Best museums in SW London and Surrey – the ultimate list
Best museums in SW London and Surrey – the ultimate list
London and Surrey boast such an impressive range of renowned museums. Here’s our guide to the very best…
Do you love museums? Everyone loves museums. From small, traditional rooms filled with memorabilia left by people long gone, to world-renowned giants boasting state-of-the-art digital technology, our region really does have it all. Discover the 40 best museums to visit in London and Surrey right now.

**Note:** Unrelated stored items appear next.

//! Command implementations.
//!
//! Results are reported through `tracing::info!`; failures bubble up to
//! `main`, which logs them and exits non-zero.

pub mod account;
pub mod admin;
pub mod public;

Top image: Fulham Palace museum, credit: Giselle Brosnahan
Historic houses and mansions
A residence of the Bishops of London since AD 704, Fulham Palace has seen the royal visits, church pageants and grand parties. Hear sounds of the past in the sensory room and connect with history through the many archaeological artifacts excavated on-site. Gardens are impressive too – explore the second oldest botanic garden in London and get hands on with types of exotic plants Bishop Compton grew at the Palace 200 years ago. You can also book a guided tour for a full historical experience – and to find out who ‘Bloody’ Bishop Bonner was.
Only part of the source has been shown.